> Exercise brief: Quote the data below in full, please, without altering anything.

[Collected data]
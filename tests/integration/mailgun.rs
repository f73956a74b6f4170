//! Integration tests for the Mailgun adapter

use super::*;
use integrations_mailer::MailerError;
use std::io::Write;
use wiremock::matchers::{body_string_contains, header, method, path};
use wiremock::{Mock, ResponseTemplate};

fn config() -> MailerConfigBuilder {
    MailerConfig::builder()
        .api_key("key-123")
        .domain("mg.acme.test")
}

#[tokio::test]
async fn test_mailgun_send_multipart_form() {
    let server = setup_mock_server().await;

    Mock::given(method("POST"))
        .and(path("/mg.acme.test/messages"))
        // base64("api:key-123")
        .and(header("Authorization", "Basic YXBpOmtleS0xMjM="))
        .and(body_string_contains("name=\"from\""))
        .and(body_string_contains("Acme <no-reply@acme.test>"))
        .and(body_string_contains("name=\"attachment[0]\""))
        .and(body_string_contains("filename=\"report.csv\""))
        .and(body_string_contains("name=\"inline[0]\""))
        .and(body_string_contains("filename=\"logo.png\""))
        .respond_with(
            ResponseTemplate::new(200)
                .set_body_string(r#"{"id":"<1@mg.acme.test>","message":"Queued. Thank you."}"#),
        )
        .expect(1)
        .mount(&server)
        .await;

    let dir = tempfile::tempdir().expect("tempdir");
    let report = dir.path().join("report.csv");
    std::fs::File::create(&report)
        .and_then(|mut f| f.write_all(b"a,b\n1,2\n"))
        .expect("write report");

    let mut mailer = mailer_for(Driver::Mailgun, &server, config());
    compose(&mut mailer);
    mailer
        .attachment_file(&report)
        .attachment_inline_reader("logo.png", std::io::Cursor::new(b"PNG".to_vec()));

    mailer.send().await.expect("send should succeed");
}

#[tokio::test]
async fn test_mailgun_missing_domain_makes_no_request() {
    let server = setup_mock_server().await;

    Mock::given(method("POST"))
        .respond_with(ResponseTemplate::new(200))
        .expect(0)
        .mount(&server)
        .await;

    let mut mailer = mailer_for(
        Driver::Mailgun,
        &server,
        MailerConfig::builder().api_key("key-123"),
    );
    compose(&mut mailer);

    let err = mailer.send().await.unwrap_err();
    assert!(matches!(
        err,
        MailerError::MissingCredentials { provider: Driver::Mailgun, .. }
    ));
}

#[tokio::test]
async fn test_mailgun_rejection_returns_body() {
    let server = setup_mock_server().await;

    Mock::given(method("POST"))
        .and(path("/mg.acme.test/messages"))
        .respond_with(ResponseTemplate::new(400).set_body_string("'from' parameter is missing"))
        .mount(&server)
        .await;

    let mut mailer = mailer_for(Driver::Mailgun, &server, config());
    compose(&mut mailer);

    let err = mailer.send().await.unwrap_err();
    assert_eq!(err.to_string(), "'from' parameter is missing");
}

> Solution below:
filename tests/integration/mailgun.rs
repository f73956a74b6f4170
//! Integration tests for the Mailgun adapter

use super::*;
use integrations_mailer::MailerError;
use std::io::Write;
use wiremock::matchers::{body_string_contains, header, method, path};
use wiremock::{Mock, ResponseTemplate};

fn config() -> MailerConfigBuilder {
    MailerConfig::builder()
        .api_key("key-123")
        .domain("mg.acme.test")
}

#[tokio::test]
async fn test_mailgun_send_multipart_form() {
    let server = setup_mock_server().await;

    Mock::given(method("POST"))
        .and(path("/mg.acme.test/messages"))
        // base64("api:key-123")
        .and(header("Authorization", "Basic YXBpOmtleS0xMjM="))
        .and(body_string_contains("name=\"from\""))
        .and(body_string_contains("Acme <no-reply@acme.test>"))
        .and(body_string_contains("name=\"attachment[0]\""))
        .and(body_string_contains("filename=\"report.csv\""))
        .and(body_string_contains("name=\"inline[0]\""))
        .and(body_string_contains("filename=\"logo.png\""))
        .respond_with(
            ResponseTemplate::new(200)
                .set_body_string(r#"{"id":"<1@mg.acme.test>","message":"Queued. Thank you."}"#),
        )
        .expect(1)
        .mount(&server)
        .await;

    let dir = tempfile::tempdir().expect("tempdir");
    let report = dir.path().join("report.csv");
    std::fs::File::create(&report)
        .and_then(|mut f| f.write_all(b"a,b\n1,2\n"))
        .expect("write report");

    let mut mailer = mailer_for(Driver::Mailgun, &server, config());
    compose(&mut mailer);
    mailer
        .attachment_file(&report)
        .attachment_inline_reader("logo.png", std::io::Cursor::new(b"PNG".to_vec()));

    mailer.send().await.expect("send should succeed");
}

#[tokio::test]
async fn test_mailgun_missing_domain_makes_no_request() {
    let server = setup_mock_server().await;

    Mock::given(method("POST"))
        .respond_with(ResponseTemplate::new(200))
        .expect(0)
        .mount(&server)
        .await;

    let mut mailer = mailer_for(
        Driver::Mailgun,
        &server,
        MailerConfig::builder().api_key("key-123"),
    );
    compose(&mut mailer);

    let err = mailer.send().await.unwrap_err();
    assert!(matches!(
        err,
        MailerError::MissingCredentials { provider: Driver::Mailgun, .. }
    ));
}

#[tokio::test]
async fn test_mailgun_rejection_returns_body() {
    let server = setup_mock_server().await;

    Mock::given(method("POST"))
        .and(path("/mg.acme.test/messages"))
        .respond_with(ResponseTemplate::new(400).set_body_string("'from' parameter is missing"))
        .mount(&server)
        .await;

    let mut mailer = mailer_for(Driver::Mailgun, &server, config());
    compose(&mut mailer);

    let err = mailer.send().await.unwrap_err();
    assert_eq!(err.to_string(), "'from' parameter is missing");
}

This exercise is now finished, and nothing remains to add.